Just reset the counters when a new gene is found. Also, I'd use hashes for the counting:
use strict; use warnings;
my %counts;
while (<>) {
if (/^>/) {
# print counts for the prev gene if there are counts:
print_counts(\%counts) if keys %counts;
%counts = (); # reset the counts
print $_; # print the Fasta header
} else {
chomp;
$counts{$_}++ for split //;
}
}
print_counts(\%counts) if keys %counts; # print counts for last gene
sub print_counts {
my ($counts) = @_;
print "$_:=", ($counts->{$_} || 0), "\n" for qw/A C G T/;
}
Usage: $ perl count-bases.pl input.fasta
.
Example output:
> gene 1
A:=3
C:=1
G:=5
T:=5
> gene 2
A:=1
C:=5
G:=0
T:=13
Style comments:
When open
ing a file, always use lexical filehandles (normal variables). Also, you should do a three-arg open. I'd also recommend the autodie
pragma for automatic error handling (since perl v5.10.1).
use autodie;
open my $in, "<", $infile;
open my $out, ">", $outfile;
Note that I don't open files in my above script because I use the special ARGV
filehandle for input, and print to STDOUT
. The output can be redirected on the shell, like
$ perl count-bases.pl input.fasta >counts.txt
Declaring scalar variables with their values in parens like my $G = (0)

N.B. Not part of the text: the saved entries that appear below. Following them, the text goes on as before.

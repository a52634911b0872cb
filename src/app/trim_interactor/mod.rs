// Trim interactor - Orchestrates the trim use case

use std::path::{Path, PathBuf};
use std::sync::Arc;
use std::time::Instant;

use chrono::Utc;
use tracing::{debug, info, warn};

use crate::domain::errors::*;
use crate::domain::model::*;
use crate::domain::rules::*;
use crate::ports::*;

/// Request for a single trim
#[derive(Debug, Clone)]
pub struct TrimRequest {
    pub file: SelectedFile,
    pub range: TrimRange,
    pub output_path: PathBuf,
    pub overwrite: bool,
}

impl TrimRequest {
    /// Request writing next to the input (or into `output_dir`) under a
    /// name derived from the range
    pub fn with_default_output(
        file: SelectedFile,
        range: TrimRange,
        output_dir: Option<&Path>,
        overwrite: bool,
    ) -> Self {
        let output_path = default_output_path(&file, &range, output_dir);
        Self {
            file,
            range,
            output_path,
            overwrite,
        }
    }
}

/// Interactor for the trim use case
pub struct TrimInteractor {
    engine: Arc<dyn EnginePort>,
    fs: Arc<dyn FsPort>,
    output_name: String,
}

impl TrimInteractor {
    /// Create new trim interactor with injected ports
    pub fn new(engine: Arc<dyn EnginePort>, fs: Arc<dyn FsPort>, output_name: String) -> Self {
        Self {
            engine,
            fs,
            output_name,
        }
    }

    pub fn fs(&self) -> Arc<dyn FsPort> {
        Arc::clone(&self.fs)
    }

    /// Validate and return the argument vector without touching the engine
    pub fn plan(&self, request: &TrimRequest) -> Result<Vec<String>, DomainError> {
        TrimRangeValidator::validate_submission(Some(&request.file), &request.range)?;
        let input_name = self.engine_input_name(&request.file);
        Ok(EngineArgs::build_trim_args(
            &request.range,
            &input_name,
            &self.output_name,
        ))
    }

    /// Run one trim through the engine and write the clip to disk
    pub async fn execute(
        &self,
        request: TrimRequest,
        progress: Arc<dyn ProgressCallback>,
    ) -> Result<TrimOutcome, DomainError> {
        let args = self.plan(&request)?;
        self.check_output_path(&request).await?;

        info!(
            "Trimming {} [{} - {}]",
            request.file.path.display(),
            TimeSpec::from_seconds(request.range.from),
            TimeSpec::from_seconds(request.range.to)
        );
        let started = Instant::now();

        self.engine.load().await?;
        self.engine.set_progress(progress);

        let input_name = self.engine_input_name(&request.file);
        let source = self
            .fs
            .read_file(&request.file.path)
            .await
            .map_err(|e| DomainError::LoadFailed(e.to_string()))?;
        self.engine.write_file(&input_name, &source).await?;
        drop(source);

        let run_result = self.engine.run(&args).await;
        let blob = match run_result {
            Ok(()) => self
                .engine
                .read_file(&self.output_name)
                .await
                .map(|data| MediaBlob::new(data, OUTPUT_MIME_TYPE)),
            Err(e) => Err(e),
        };
        self.cleanup(&input_name).await;
        let blob = blob?;

        if blob.is_empty() {
            return Err(DomainError::EngineFailed(
                "engine produced an empty output".to_string(),
            ));
        }

        self.fs.write_file(&request.output_path, &blob.data).await?;
        let elapsed = started.elapsed();
        info!(
            "Trim complete: {} ({} bytes in {:.2}s)",
            request.output_path.display(),
            blob.len(),
            elapsed.as_secs_f64()
        );

        Ok(TrimOutcome {
            input: request.file.path,
            output_path: request.output_path,
            mime_type: blob.mime_type,
            size: blob.data.len() as u64,
            range: request.range,
            args,
            elapsed,
            created_at: Utc::now(),
        })
    }

    async fn check_output_path(&self, request: &TrimRequest) -> Result<(), DomainError> {
        if request.output_path == request.file.path {
            return Err(DomainError::BadArgs(
                "Output path must differ from the input path".to_string(),
            ));
        }
        if !request.overwrite && self.fs.file_exists(&request.output_path).await? {
            return Err(DomainError::FsFail(format!(
                "Output file already exists: {} (use --overwrite)",
                request.output_path.display()
            )));
        }
        Ok(())
    }

    /// Working-directory name for the input. An input that shares the
    /// output's name is renamed so the engine never reads and writes the
    /// same file.
    fn engine_input_name(&self, file: &SelectedFile) -> String {
        if file.name == self.output_name {
            format!("input_{}", file.name)
        } else {
            file.name.clone()
        }
    }

    async fn cleanup(&self, input_name: &str) {
        for name in [input_name, self.output_name.as_str()] {
            if let Err(e) = self.engine.remove_file(name).await {
                warn!("Failed to clean engine file {}: {}", name, e);
            }
        }
        debug!("Engine working files cleaned");
    }
}

/// `<dir>/<stem>_trim_<from>-<to>.mp4`
pub fn default_output_path(
    file: &SelectedFile,
    range: &TrimRange,
    output_dir: Option<&Path>,
) -> PathBuf {
    let dir = output_dir
        .map(Path::to_path_buf)
        .or_else(|| file.path.parent().map(Path::to_path_buf))
        .unwrap_or_default();
    dir.join(format!(
        "{}_trim_{}-{}.mp4",
        file.stem(),
        time_token(range.from),
        time_token(range.to)
    ))
}

/// `1m05s`, or `1h02m05s` past the hour
fn time_token(seconds: f64) -> String {
    let total = seconds.max(0.0).floor() as u64;
    let hours = total / 3600;
    let minutes = (total % 3600) / 60;
    let secs = total % 60;
    if hours > 0 {
        format!("{}h{:02}m{:02}s", hours, minutes, secs)
    } else {
        format!("{}m{:02}s", minutes, secs)
    }
}

#[cfg(test)]
mod tests {
    use super::*;

    #[test]
    fn test_default_output_path_next_to_input() {
        let file = SelectedFile::new("/videos/holiday.mov", 1).unwrap();
        let path = default_output_path(&file, &TrimRange::new(12.5, 65.0), None);
        assert_eq!(path, PathBuf::from("/videos/holiday_trim_0m12s-1m05s.mp4"));
    }

    #[test]
    fn test_default_output_path_in_output_dir() {
        let file = SelectedFile::new("/videos/holiday.mov", 1).unwrap();
        let path = default_output_path(
            &file,
            &TrimRange::new(3600.0, 3725.0),
            Some(Path::new("/clips")),
        );
        assert_eq!(path, PathBuf::from("/clips/holiday_trim_1h00m00s-1h02m05s.mp4"));
    }
}
// Tracing log adapter - Structured logging using the tracing crate

use tracing_subscriber::EnvFilter;

use crate::config::LogFormat;
use crate::domain::errors::*;

/// Build the filter: `RUST_LOG` wins, otherwise the configured level
/// applied to this crate only.
pub fn build_filter(level: &str) -> EnvFilter {
    EnvFilter::try_from_default_env()
        .unwrap_or_else(|_| EnvFilter::new(format!("clipkun={0},clipkun_cli={0}", level)))
}

/// Install the global subscriber. Output goes to stderr so stdout only
/// carries command results.
pub fn init_logging(level: &str, format: LogFormat) -> Result<(), DomainError> {
    let builder = tracing_subscriber::fmt()
        .with_env_filter(build_filter(level))
        .with_writer(std::io::stderr);

    let result = match format {
        LogFormat::Pretty => builder.pretty().try_init(),
        LogFormat::Compact => builder.compact().with_target(false).try_init(),
        LogFormat::Json => builder.json().try_init(),
    };

    result.map_err(|e| DomainError::Config(format!("Failed to initialize logging: {}", e)))
}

is weird, but works fine. I think this is more confusing than helpful. → my $G = 0
.
Your intendation is a bit weird. It is very unusual and visually confusing to put closing braces on the same line with another statement like
...
elsif ( $array eq 'C' ) {
++$C; }
I prefer cuddling elsif:
...
} elsif ($base eq 'C') {
$C++;
}
This statement my $array= (@array);
puts the length of the array into $array
. What for? Tip: You can declare variables right inside foreach-loops, like for my $base (@array) { ... }
.